Almeno una parte dell’imprenditoria del nostro Paese sembra non aver conosciuto la crisi economica. Le imprese guidate da stranieri, che tra il 2012 e il 2013 sono aumentate del 3,1%, hanno toccato in valore assoluto quota 708.317. Quelle condotte da cinesi, in particolar modo, hanno addirittura registrato un vero e proprio boom: sono aumentate del 6,1% superando di poco la soglia delle 66mila unità. Niente a che vedere con lo sconfortante risultato conseguito dalle imprese italiane che, purtroppo, sono diminuite dell’1,6%.
Quello tracciato dall'Ufficio studi della Cgia di Mestre è uno studio drammatico che segna tutto il malessere dell'imprenditoria strozzata dall'eccessiva pressione fiscale e dai svilenti gangli della burocrazia statale. E, in questo panorama, gli imprenditori stranieri hanno la meglio. Degli oltre 708mila imprenditori stranieri presenti nel nostro Paese, il Marocco è il Paese di provenienza che ne conta il maggior numero: 72.014. Segue la Romania, con 67.266 e, subito dopo, la Cina, con 66.050. Quest’ultima etnia ha "stuzzicato" l’interesse degli analisti della Cgia che hanno poi lavorato all'approfondimento. Rispetto al 2008 le attività economiche cinesi presenti in Italia sono aumentate addirittura del 42,9% contro un incremento medio dell’imprenditoria straniera che si è attestata al 23,1%. I settori maggiormente interessati dalla presenza degli imprenditori provenienti dall'Impero celeste sono il commercio con quasi 24.050 attività, il manifatturiero con poco più di 18.2000 imprese e la ristorazione-alberghi e bar con oltre 13.700 attività. Ancora contenuta, ma con un trend di crescita molto importante, è la presenza di imprenditori cinesi nel settore dei servizi alla persona: parrucchieri, estetiste e centri massaggi.

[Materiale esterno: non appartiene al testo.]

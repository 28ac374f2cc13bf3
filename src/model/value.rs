//! Universal property value type and its declared-type descriptor.

use std::collections::HashMap;
use std::fmt;

use chrono::{DateTime, NaiveDate, Utc};
use serde::{Deserialize, Serialize};

/// A property value as stored on a node or relationship.
///
/// Covers the value kinds a schema-defined type may declare:
/// - Scalars: Bool, Int, Float, String, Bytes
/// - Containers: List, Map
/// - Temporal: Date, DateTime
#[derive(Debug, Clone, PartialEq, Serialize, Deserialize)]
#[serde(tag = "type", content = "value")]
pub enum Value {
    Null,
    Bool(bool),
    Int(i64),
    Float(f64),
    String(String),
    Bytes(Vec<u8>),
    List(Vec<Value>),
    Map(HashMap<String, Value>),
    Date(NaiveDate),
    DateTime(DateTime<Utc>),
}

/// Declared type of a property key.
///
/// `Any` accepts every value; `Null` is accepted by every type (absence is a
/// validation concern, not a typing one).
#[derive(Debug, Clone, Copy, PartialEq, Eq, Hash, Serialize, Deserialize)]
pub enum ValueType {
    Any,
    Bool,
    Int,
    Float,
    String,
    Bytes,
    List,
    Map,
    Date,
    DateTime,
}

// ============================================================================
// Type checking
// ============================================================================

impl Value {
    pub fn type_name(&self) -> &'static str {
        match self {
            Value::Null => "NULL",
            Value::Bool(_) => "BOOLEAN",
            Value::Int(_) => "INTEGER",
            Value::Float(_) => "FLOAT",
            Value::String(_) => "STRING",
            Value::Bytes(_) => "BYTES",
            Value::List(_) => "LIST",
            Value::Map(_) => "MAP",
            Value::Date(_) => "DATE",
            Value::DateTime(_) => "DATETIME",
        }
    }

    pub fn is_null(&self) -> bool { matches!(self, Value::Null) }
    pub fn is_numeric(&self) -> bool { matches!(self, Value::Int(_) | Value::Float(_)) }

    /// Truthiness used for permission-check results: null and false are
    /// falsy, everything else is truthy.
    pub fn is_truthy(&self) -> bool {
        match self {
            Value::Null => false,
            Value::Bool(b) => *b,
            _ => true,
        }
    }

    /// Attempt to extract as i64.
    pub fn as_int(&self) -> Option<i64> {
        match self {
            Value::Int(i) => Some(*i),
            Value::Float(f) if f.fract() == 0.0 => Some(*f as i64),
            _ => None,
        }
    }

    /// Attempt to extract as f64.
    pub fn as_float(&self) -> Option<f64> {
        match self {
            Value::Float(f) => Some(*f),
            Value::Int(i) => Some(*i as f64),
            _ => None,
        }
    }

    /// Attempt to extract as &str.
    pub fn as_str(&self) -> Option<&str> {
        match self {
            Value::String(s) => Some(s),
            _ => None,
        }
    }

    /// Render into a `serde_json::Value` for view serialization.
    pub fn to_json(&self) -> serde_json::Value {
        match self {
            Value::Null => serde_json::Value::Null,
            Value::Bool(b) => serde_json::Value::Bool(*b),
            Value::Int(i) => serde_json::Value::from(*i),
            Value::Float(f) => serde_json::Value::from(*f),
            Value::String(s) => serde_json::Value::String(s.clone()),
            Value::Bytes(b) => {
                serde_json::Value::Array(b.iter().map(|x| serde_json::Value::from(*x)).collect())
            }
            Value::List(l) => serde_json::Value::Array(l.iter().map(Value::to_json).collect()),
            Value::Map(m) => serde_json::Value::Object(
                m.iter().map(|(k, v)| (k.clone(), v.to_json())).collect(),
            ),
            Value::Date(d) => serde_json::Value::String(d.to_string()),
            Value::DateTime(dt) => serde_json::Value::String(dt.to_rfc3339()),
        }
    }
}

impl ValueType {
    pub fn name(&self) -> &'static str {
        match self {
            ValueType::Any => "ANY",
            ValueType::Bool => "BOOLEAN",
            ValueType::Int => "INTEGER",
            ValueType::Float => "FLOAT",
            ValueType::String => "STRING",
            ValueType::Bytes => "BYTES",
            ValueType::List => "LIST",
            ValueType::Map => "MAP",
            ValueType::Date => "DATE",
            ValueType::DateTime => "DATETIME",
        }
    }

    /// Whether a value is assignable to a key of this declared type.
    pub fn accepts(&self, value: &Value) -> bool {
        match (self, value) {
            (_, Value::Null) => true,
            (ValueType::Any, _) => true,
            (ValueType::Bool, Value::Bool(_)) => true,
            (ValueType::Int, Value::Int(_)) => true,
            (ValueType::Float, Value::Float(_) | Value::Int(_)) => true,
            (ValueType::String, Value::String(_)) => true,
            (ValueType::Bytes, Value::Bytes(_)) => true,
            (ValueType::List, Value::List(_)) => true,
            (ValueType::Map, Value::Map(_)) => true,
            (ValueType::Date, Value::Date(_)) => true,
            (ValueType::DateTime, Value::DateTime(_)) => true,
            _ => false,
        }
    }
}

// ============================================================================
// Conversions (From impls)
// ============================================================================

impl From<bool> for Value { fn from(v: bool) -> Self { Value::Bool(v) } }
impl From<i32> for Value { fn from(v: i32) -> Self { Value::Int(v as i64) } }
impl From<i64> for Value { fn from(v: i64) -> Self { Value::Int(v) } }
impl From<f64> for Value { fn from(v: f64) -> Self { Value::Float(v) } }
impl From<String> for Value { fn from(v: String) -> Self { Value::String(v) } }
impl From<&str> for Value { fn from(v: &str) -> Self { Value::String(v.to_owned()) } }
impl From<NaiveDate> for Value { fn from(v: NaiveDate) -> Self { Value::Date(v) } }
impl From<DateTime<Utc>> for Value { fn from(v: DateTime<Utc>) -> Self { Value::DateTime(v) } }
impl<T: Into<Value>> From<Vec<T>> for Value {
    fn from(v: Vec<T>) -> Self { Value::List(v.into_iter().map(Into::into).collect()) }
}
impl<T: Into<Value>> From<Option<T>> for Value {
    fn from(v: Option<T>) -> Self { v.map(Into::into).unwrap_or(Value::Null) }
}

// ============================================================================
// Display
// ============================================================================

impl fmt::Display for Value {
    fn fmt(&self, f: &mut fmt::Formatter<'_>) -> fmt::Result {
        match self {
            Value::Null => write!(f, "null"),
            Value::Bool(b) => write!(f, "{b}"),
            Value::Int(i) => write!(f, "{i}"),
            Value::Float(v) => write!(f, "{v}"),
            Value::String(s) => write!(f, "\"{}\"", s.replace('"', "\\\"")),
            Value::Bytes(b) => write!(f, "<bytes[{}]>", b.len()),
            Value::List(l) => {
                write!(f, "[")?;
                for (i, v) in l.iter().enumerate() {
                    if i > 0 { write!(f, ", ")?; }
                    write!(f, "{v}")?;
                }
                write!(f, "]")
            }
            Value::Map(m) => {
                write!(f, "{{")?;
                for (i, (k, v)) in m.iter().enumerate() {
                    if i > 0 { write!(f, ", ")?; }
                    write!(f, "{k}: {v}")?;
                }
                write!(f, "}}")
            }
            Value::Date(d) => write!(f, "{d}"),
            Value::DateTime(dt) => write!(f, "{dt}"),
        }
    }
}

#[cfg(test)]
mod tests {
    use super::*;

    #[test]
    fn test_value_from() {
        assert_eq!(Value::from("hello"), Value::String("hello".into()));
        assert_eq!(Value::from(42), Value::Int(42));
        assert_eq!(Value::from(3.14), Value::Float(3.14));
        assert_eq!(Value::from(true), Value::Bool(true));
    }

    #[test]
    fn test_accepts_null_everywhere() {
        for vt in [ValueType::Bool, ValueType::Int, ValueType::String, ValueType::Map] {
            assert!(vt.accepts(&Value::Null));
        }
    }

    #[test]
    fn test_accepts_type_mismatch() {
        assert!(!ValueType::Int.accepts(&Value::String("x".into())));
        assert!(!ValueType::String.accepts(&Value::Int(1)));
        assert!(ValueType::Float.accepts(&Value::Int(1)));
        assert!(ValueType::Any.accepts(&Value::Bytes(vec![1, 2])));
    }

    #[test]
    fn test_truthiness() {
        assert!(!Value::Null.is_truthy());
        assert!(!Value::Bool(false).is_truthy());
        assert!(Value::Bool(true).is_truthy());
        assert!(Value::Int(0).is_truthy());
    }
}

Il numero totale è di poco superiore alle 3.400 unità, ma tra il 2012 ed il 2013 l’aumento è stato esponenziale (+34%).
"Sebbene in alcune aree del Paese esistano delle sacche di illegalità che alimentano il lavoro nero e il mercato della contraffazione - dichiara il segretario della Cgia Giuseppe Bortolussi - non dobbiamo dimenticare che i migranti cinesi si sono sempre contraddistinti per una forte vocazione alle attività di business. I cinesi, infatti, nel momento in cui lasciano il Paese d’origine, sono tra i migranti più abili nell’impiegare le reti etniche per realizzare il loro progetto migratorio che si realizza con l’apertura di un’attività economica". La vocazione imprenditoriale degli immigrati cinesi è, infatti, fortissima. Se l’incidenza degli imprenditori stranieri sul totale dei residenti stranieri presenti in Italia è pari al 14,4%, quelli cinesi sono addirittura il 29,6%: su oltre 223mila cinesi residenti in Italia, ben 66mila guidano un’attività economica. La Lombardia, con oltre 14mila attività, è la regione più popolata da aziende guidate da imprenditoriali cinesi. Seguono la Toscana, con poco più di 11.800 attività, il Veneto, con quasi ottomila e l’Emilia Romagna, con oltre 6.800. In queste quattro Regioni si concentra oltre il 60% del totale degli imprenditori cinesi presenti nel nostro Paese. Lo scorso anno, infine, si è verificato un forte calo delle rimesse: l’ammontare complessivo delle somme di denaro inviate verso la Cina dagli immigrati cinesi presenti in Italia è stato di 1,10 miliardi di euro. Meno della metà dell’importo registrato nel 2012 (2,67 miliardi di euro). "Da sempre - conclude Bortolussi - le principali aree di provenienza dei migranti cinesi sono le province del Sud Est del paese: Zhejiang, Fujian, Guangdong e Hainan. Per queste persone, la ricerca del successo si trasforma in una specie di debito morale nei confronti della famiglia allargata e degli amici che da sempre costituiscono un sostegno irrinunciabile per chi vuole emigrare. Non è un caso che nonostante la contrazione registrata nel 2013, l’etnia cinese continui ad essere al primo posto nel flusso di rimesse verso il Paese d’origine".